(Saved data entries)

use super::Interval;
use crate::{Error, Result};
use std::fmt;
use std::str::FromStr;

/// An [`Interval`] on a named contig.
///
/// Ordering is by contig name, then start, then stop. Intersection and
/// adjacency only ever hold between intervals on the same contig.
#[derive(Debug, Clone, PartialEq, Eq, Hash, PartialOrd, Ord)]
pub struct ContigInterval {
    contig: String,
    interval: Interval,
}

/// Strip a leading `chr` so that `chr17` and `17` compare equal.
fn normalize(contig: &str) -> &str {
    contig.strip_prefix("chr").unwrap_or(contig)
}

impl ContigInterval {
    /// Panics if `start > stop`; see [`ContigInterval::try_new`].
    pub fn new(contig: impl Into<String>, start: u64, stop: u64) -> Self {
        Self {
            contig: contig.into(),
            interval: Interval::new(start, stop),
        }
    }

    pub fn try_new(contig: impl Into<String>, start: u64, stop: u64) -> Result<Self> {
        Ok(Self {
            contig: contig.into(),
            interval: Interval::try_new(start, stop)?,
        })
    }

    pub fn from_interval(contig: impl Into<String>, interval: Interval) -> Self {
        Self {
            contig: contig.into(),
            interval,
        }
    }

    pub fn contig(&self) -> &str {
        &self.contig
    }

    pub fn interval(&self) -> &Interval {
        &self.interval
    }

    pub fn start(&self) -> u64 {
        self.interval.start()
    }

    pub fn stop(&self) -> u64 {
        self.interval.stop()
    }

    pub fn length(&self) -> u64 {
        self.interval.length()
    }

    pub fn on_contig(&self, contig: &str) -> bool {
        self.contig == contig
    }

    /// Like [`ContigInterval::on_contig`], ignoring a `chr` prefix on either side.
    pub fn chr_on_contig(&self, contig: &str) -> bool {
        normalize(&self.contig) == normalize(contig)
    }

    pub fn intersects(&self, other: &ContigInterval) -> bool {
        self.contig == other.contig && self.interval.intersects(&other.interval)
    }

    pub fn intersect(&self, other: &ContigInterval) -> Option<ContigInterval> {
        if self.contig != other.contig {
            return None;
        }
        self.interval
            .intersect(&other.interval)
            .map(|interval| Self::from_interval(self.contig.clone(), interval))
    }

    pub fn contains_interval(&self, other: &ContigInterval) -> bool {
        self.contig == other.contig && self.interval.contains_interval(&other.interval)
    }

    pub fn contains_locus(&self, contig: &str, position: u64) -> bool {
        self.contig == contig && self.interval.contains(position)
    }

    pub fn chr_contains_locus(&self, contig: &str, position: u64) -> bool {
        self.chr_on_contig(contig) && self.interval.contains(position)
    }

    pub fn is_adjacent_to(&self, other: &ContigInterval) -> bool {
        self.contig == other.contig && self.interval.is_adjacent_to(&other.interval)
    }

    /// The disjoint pieces of `self` not covered by `others`, sorted by start.
    ///
    /// Intervals in `others` on a different contig are ignored.
    pub fn complement_intervals<'a, I>(&self, others: I) -> Vec<ContigInterval>
    where
        I: IntoIterator<Item = &'a ContigInterval>,
    {
        let same_contig = others
            .into_iter()
            .filter(|other| other.contig == self.contig)
            .map(|other| &other.interval);

        self.interval
            .complement_intervals(same_contig)
            .into_iter()
            .map(|interval| Self::from_interval(self.contig.clone(), interval))
            .collect()
    }

    pub fn is_covered_by<'a, I>(&self, others: I) -> bool
    where
        I: IntoIterator<Item = &'a ContigInterval>,
    {
        self.complement_intervals(others).is_empty()
    }

    /// Sort and merge overlapping or adjacent intervals.
    ///
    /// The result is sorted, pairwise disjoint and non-adjacent, and covers
    /// exactly the union of the input, regardless of input order.
    pub fn coalesce(mut intervals: Vec<ContigInterval>) -> Vec<ContigInterval> {
        intervals.sort();

        let mut merged: Vec<ContigInterval> = Vec::with_capacity(intervals.len());
        for next in intervals {
            if let Some(last) = merged.last_mut() {
                if last.intersects(&next) || last.is_adjacent_to(&next) {
                    let stop = last.stop().max(next.stop());
                    last.interval = Interval::new(last.start(), stop);
                    continue;
                }
            }
            merged.push(next);
        }
        merged
    }

    pub fn round(&self, multiple: u64, zero_based: bool) -> ContigInterval {
        Self::from_interval(self.contig.clone(), self.interval.round(multiple, zero_based))
    }

    pub fn expand(&self, bucket: u64, min_start: u64) -> ContigInterval {
        Self::from_interval(self.contig.clone(), self.interval.expand(bucket, min_start))
    }
}

impl fmt::Display for ContigInterval {
    fn fmt(&self, f: &mut fmt::Formatter<'_>) -> fmt::Result {
        write!(f, "{}:{}", self.contig, self.interval)
    }
}

/// Parses `<contig>:<start>-<stop>` or `<contig>:<position>`.
impl FromStr for ContigInterval {
    type Err = Error;

    fn from_str(s: &str) -> Result<Self> {
        let parse_err = || Error::InvalidRange(format!("could not parse region: {}", s));

        let (contig, span) = s.rsplit_once(':').ok_or_else(parse_err)?;
        if contig.is_empty() {
            return Err(parse_err());
        }

        let parse_pos = |v: &str| v.trim().replace(',', "").parse::<u64>().map_err(|_| parse_err());
        let (start, stop) = match span.split_once('-') {
            Some((start, stop)) => (parse_pos(start)?, parse_pos(stop)?),
            None => {
                let pos = parse_pos(span)?;
                (pos, pos)
            }
        };

        Self::try_new(contig, start, stop)
    }
}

**What needs to be done:** Nothing but a number is expected here: how many lines above include the string "expand".

**Answer space:** 2